В-третьих, правдивость воспоминаний из прошлой жизни подтверждается тем, что они появляются вместе с воспоминаниями из настоящей. Если мы используем терапевтические техники, вызывающие в первую очередь воспоминания о недавнем прошлом, затем o подростковом периоде, детстве, младенчестве и даже о пребывании в матке, так ли уж удивительно, что процесс пойдет дальше? Мы привыкли думать о психике как о многоуровневом феномене, который иногда за один сеанс выдает секреты лишь одного уровня. Продолжая применять те же самые техники, мы часто сталкиваемся с воспоминаниями из предыдущих жизней. Вправе ли мы надменно отвергать их как ложные только потому, что стоим на позициях, отрицающих такие воспоминания, что согласно нашей теории человеческой природы в ней такой памяти быть не должно? Если мы владеем терапевтическими техниками на известных уровнях психики успешно, разве не разумнее позволить им продолжить исцеление, куда бы эти техники ни привели нас, изменяя наше концепцию человеческой природы, как того требует ситуация?
Как мы уже говорили, воспоминания из прошлой жизни очень тесно связаны с воспоминаниями из настоящей. В самых действенных экспериментальных терапиях, таких как голономная терапия или психотерапия с применением ЛСД, воспоминания из предыдущей и настоящей жизней часто возникают одновременно, переплетаясь друг с другом. Станислав Гроф называет эти смешения системами конденсированного опыта, или СКО. Более поверхностные уровни СКО обычно составляют факты из настоящей жизни, а более глубинные — из событий предыдущих инкарнаций. Два ряда переживаний связаны в психике общими эмоциями. Следовательно, когда эмоционально заряженные воспоминания выходят на поверхность, они нередко делают это одновременно как часть многоуровневой эмпирической массы. Рассматриваемый ниже в данной главе случай Тани может служить наглядной иллюстрацией этой мысли[57].

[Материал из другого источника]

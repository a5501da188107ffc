//! Environment-driven configuration helpers.
//!
//! Every tunable of the bus and the aggregator can be overridden through an
//! `EVENTMESH_*` environment variable. Absent variables fall back to the
//! compiled-in default; present but malformed values are rejected.

use std::fmt::Display;
use std::str::FromStr;
use std::time::Duration;

use crate::error::CoreError;

/// Prefix shared by all configuration variables.
pub const ENV_PREFIX: &str = "EVENTMESH_";

/// Parses `raw` as `T`, returning `default` when `raw` is `None` or blank.
///
/// # Errors
///
/// Returns `CoreError::Configuration` if `raw` is present but does not parse.
pub fn parse_or<T>(key: &str, raw: Option<&str>, default: T) -> Result<T, CoreError>
where
    T: FromStr,
    T::Err: Display,
{
    match raw.map(str::trim) {
        None | Some("") => Ok(default),
        Some(value) => value.parse().map_err(|e: T::Err| CoreError::Configuration {
            key: key.to_owned(),
            message: format!("invalid value {value:?}: {e}"),
        }),
    }
}

/// Reads `EVENTMESH_<name>` from the process environment.
///
/// # Errors
///
/// Returns `CoreError::Configuration` if the variable is set but malformed.
pub fn env_or<T>(name: &str, default: T) -> Result<T, CoreError>
where
    T: FromStr,
    T::Err: Display,
{
    let key = format!("{ENV_PREFIX}{name}");
    let raw = std::env::var(&key).ok();
    parse_or(&key, raw.as_deref(), default)
}

/// Reads a whole-second duration from `EVENTMESH_<name>`.
///
/// # Errors
///
/// Returns `CoreError::Configuration` if the variable is set but malformed.
pub fn env_secs(name: &str, default: Duration) -> Result<Duration, CoreError> {
    env_or(name, default.as_secs()).map(Duration::from_secs)
}

/// Reads a millisecond duration from `EVENTMESH_<name>`.
///
/// # Errors
///
/// Returns `CoreError::Configuration` if the variable is set but malformed.
pub fn env_millis(name: &str, default: Duration) -> Result<Duration, CoreError> {
    let default_ms = u64::try_from(default.as_millis()).unwrap_or(u64::MAX);
    env_or(name, default_ms).map(Duration::from_millis)
}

А самое важное свидетельство того, что это действительно воспоминания, — то, как они проявляются. Они не только ощущаются и выглядят как личностные воспоминания, но и имеют терапевтический эффект параллельно воздействию более традиционных воспоминаний, которые обычно возникают при терапии. Целительство в психотерапевтических условиях является результатом сознательного присвоения бессознательных стрессов. Микро- или макротравмы прошлого сопоставляются с настоящими, отделяются от них, а затем интегрируются в одной личности. Когда воспоминания из предыдущей жизни выходят наружу они проявляются так же, как и из настоящей, оказывая на личность терапевтическое воздействие, освобождая ее от скрытых программ, извлекая на поверхность суть проблемных переживаний, где с ними можно иметь дело сознательно. Очевидно, для психики все равно, коренятся ли жизненные конфликты в нашем детстве или в нашей жизни в семнадцатом веке.

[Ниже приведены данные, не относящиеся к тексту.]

use std::fmt;
use std::future::Future;
use std::pin::Pin;
use std::sync::Arc;

use serde_json::Value;

use crate::error::{StepError, StepResult};

/// Future returned by a step's action.
pub type StepFuture = Pin<Box<dyn Future<Output = StepResult> + Send>>;

/// Future returned by a step's compensation.
pub type CompensationFuture = Pin<Box<dyn Future<Output = Result<(), StepError>> + Send>>;

pub(crate) type ExecuteFn = Arc<dyn Fn(Value) -> StepFuture + Send + Sync>;
pub(crate) type CompensateFn = Arc<dyn Fn(Value) -> CompensationFuture + Send + Sync>;

/// One step of a saga.
#[derive(Clone)]
pub struct SagaStep {
    pub(crate) name: String,
    pub(crate) execute: ExecuteFn,
    pub(crate) compensate: Option<CompensateFn>,
    pub(crate) waiting_for: Option<String>,
}

impl SagaStep {
    /// Creates a step whose action receives a copy of the instance data and
    /// returns a partial object to merge back into it.
    pub fn new<F, Fut>(name: impl Into<String>, execute: F) -> Self
    where
        F: Fn(Value) -> Fut + Send + Sync + 'static,
        Fut: Future<Output = StepResult> + Send + 'static,
    {
        Self {
            name: name.into(),
            execute: Arc::new(move |data| -> StepFuture { Box::pin(execute(data)) }),
            compensate: None,
            waiting_for: None,
        }
    }

    /// Undo action, called with the step's result if a later step fails.
    #[must_use]
    pub fn with_compensation<F, Fut>(mut self, compensate: F) -> Self
    where
        F: Fn(Value) -> Fut + Send + Sync + 'static,
        Fut: Future<Output = Result<(), StepError>> + Send + 'static,
    {
        self.compensate = Some(Arc::new(move |data| -> CompensationFuture {
            Box::pin(compensate(data))
        }));
        self
    }

    /// Parks the instance after this step until `domain:topic` is published.
    #[must_use]
    pub fn waiting_for(mut self, key: impl Into<String>) -> Self {
        self.waiting_for = Some(key.into());
        self
    }

    /// Step name.
    #[must_use]
    pub fn name(&self) -> &str {
        &self.name
    }
}

impl fmt::Debug for SagaStep {
    fn fmt(&self, f: &mut fmt::Formatter<'_>) -> fmt::Result {
        f.debug_struct("SagaStep")
            .field("name", &self.name)
            .field("compensable", &self.compensate.is_some())
            .field("waiting_for", &self.waiting_for)
            .finish_non_exhaustive()
    }
}

/// Named, ordered list of steps.
#[derive(Debug, Clone)]
pub struct SagaDefinition {
    pub(crate) name: String,
    pub(crate) steps: Vec<SagaStep>,
    pub(crate) waiting_for: Option<String>,
}

impl SagaDefinition {
    /// Creates a saga with no steps.
    pub fn new(name: impl Into<String>) -> Self {
        Self {
            name: name.into(),
            steps: Vec::new(),
            waiting_for: None,
        }
    }

    /// Appends a step.
    #[must_use]
    pub fn step(mut self, step: SagaStep) -> Self {
        self.steps.push(step);
        self
    }

    /// Parks every new instance until `domain:topic` is published, before
    /// its first step runs.
    #[must_use]
    pub fn waiting_for(mut self, key: impl Into<String>) -> Self {
        self.waiting_for = Some(key.into());
        self
    }

    /// Saga name.
    #[must_use]
    pub fn name(&self) -> &str {
        &self.name
    }

    /// Steps in execution order.
    #[must_use]
    pub fn steps(&self) -> &[SagaStep] {
        &self.steps
    }
}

Зачастую оказывается, что воспоминания из предыдущей жизни имеют даже большую терапевтическую ценность, могут исцелять более глубокие жизненные раны. С реинкарнационной точки зрения это явление имеет точное объяснение. Наши предыдущие существования содержат семена переживаний, которые не дали всходы в тех жизнях: неосуществленные желания, неразрешенные конфликты, нереализованные амбиции. Одна из причин, почему мы продолжаем существование в следующей жизни, — стремление завершить то, что осталось незавершенным. Именно незавершенность часто формирует центральные темы настоящей жизни. Она определяет наши проблемы, отношения, болезни и обстоятельства, которые будут во всех наших жизнях, пока мы не разрешим их. Таким образом, терапия, сфокусированная на незавершенности, будет обращаться к подлинным корням нынешних конфликтов.

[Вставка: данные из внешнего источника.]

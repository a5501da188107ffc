//! # Eventmesh Bus — in-process topic bus
//!
//! Ordered publish/subscribe over string topics with three listener
//! classes:
//!
//! - **exact** listeners fire synchronously for their topic;
//! - **wildcard** listeners (topics containing `*`) fire synchronously for
//!   every topic below their stem, see [`pattern`];
//! - **async** listeners are spawned on the tokio runtime, fire-and-forget.
//!
//! The bus watches its own listener tables for accumulation (leaks) and
//! offers a timed one-shot [`TopicBus::wait_for`]. A [`Channel`] is a
//! prefixing view over a bus.
//!
//! ```text
//! publish(topic)
//!    │
//!    ├─▶ exact listeners     (sync, registration order)
//!    ├─▶ wildcard listeners  (sync, registration order)
//!    └─▶ async listeners     (spawned, not awaited)
//! ```

#![cfg_attr(test, allow(clippy::unwrap_used))]

pub mod bus;
pub mod channel;
pub mod config;
pub mod error;
pub mod leak;
pub mod listener;
pub mod metrics;
pub mod pattern;

pub use bus::{ERROR_TOPIC, TopicBus};
pub use channel::Channel;
pub use config::BusConfig;
pub use error::{BusError, ListenerError, ListenerResult};
pub use leak::{LeakReport, TopicFanOut};
pub use listener::{
    DispatchFailure, ListenerId, ListenerKind, ListenerSnapshot, Subscription,
};
pub use metrics::BusMetrics;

Подводя итог, следует отметить: психологические события, проявляющиеся в этих мощных провокационных терапиях, обладают определенными характеристиками, позволяющими определить их как подлинные воспоминания. Они обнаруживаются в контексте других воспоминаний, их терапевтическое воздействие на субъекты такое же, как у других воспоминаний, разве что более глубокое, они могут быть вызваны одной или несколькими техниками. Наконец, они часто проявляются неожиданно, как для терапевта так и для пациента.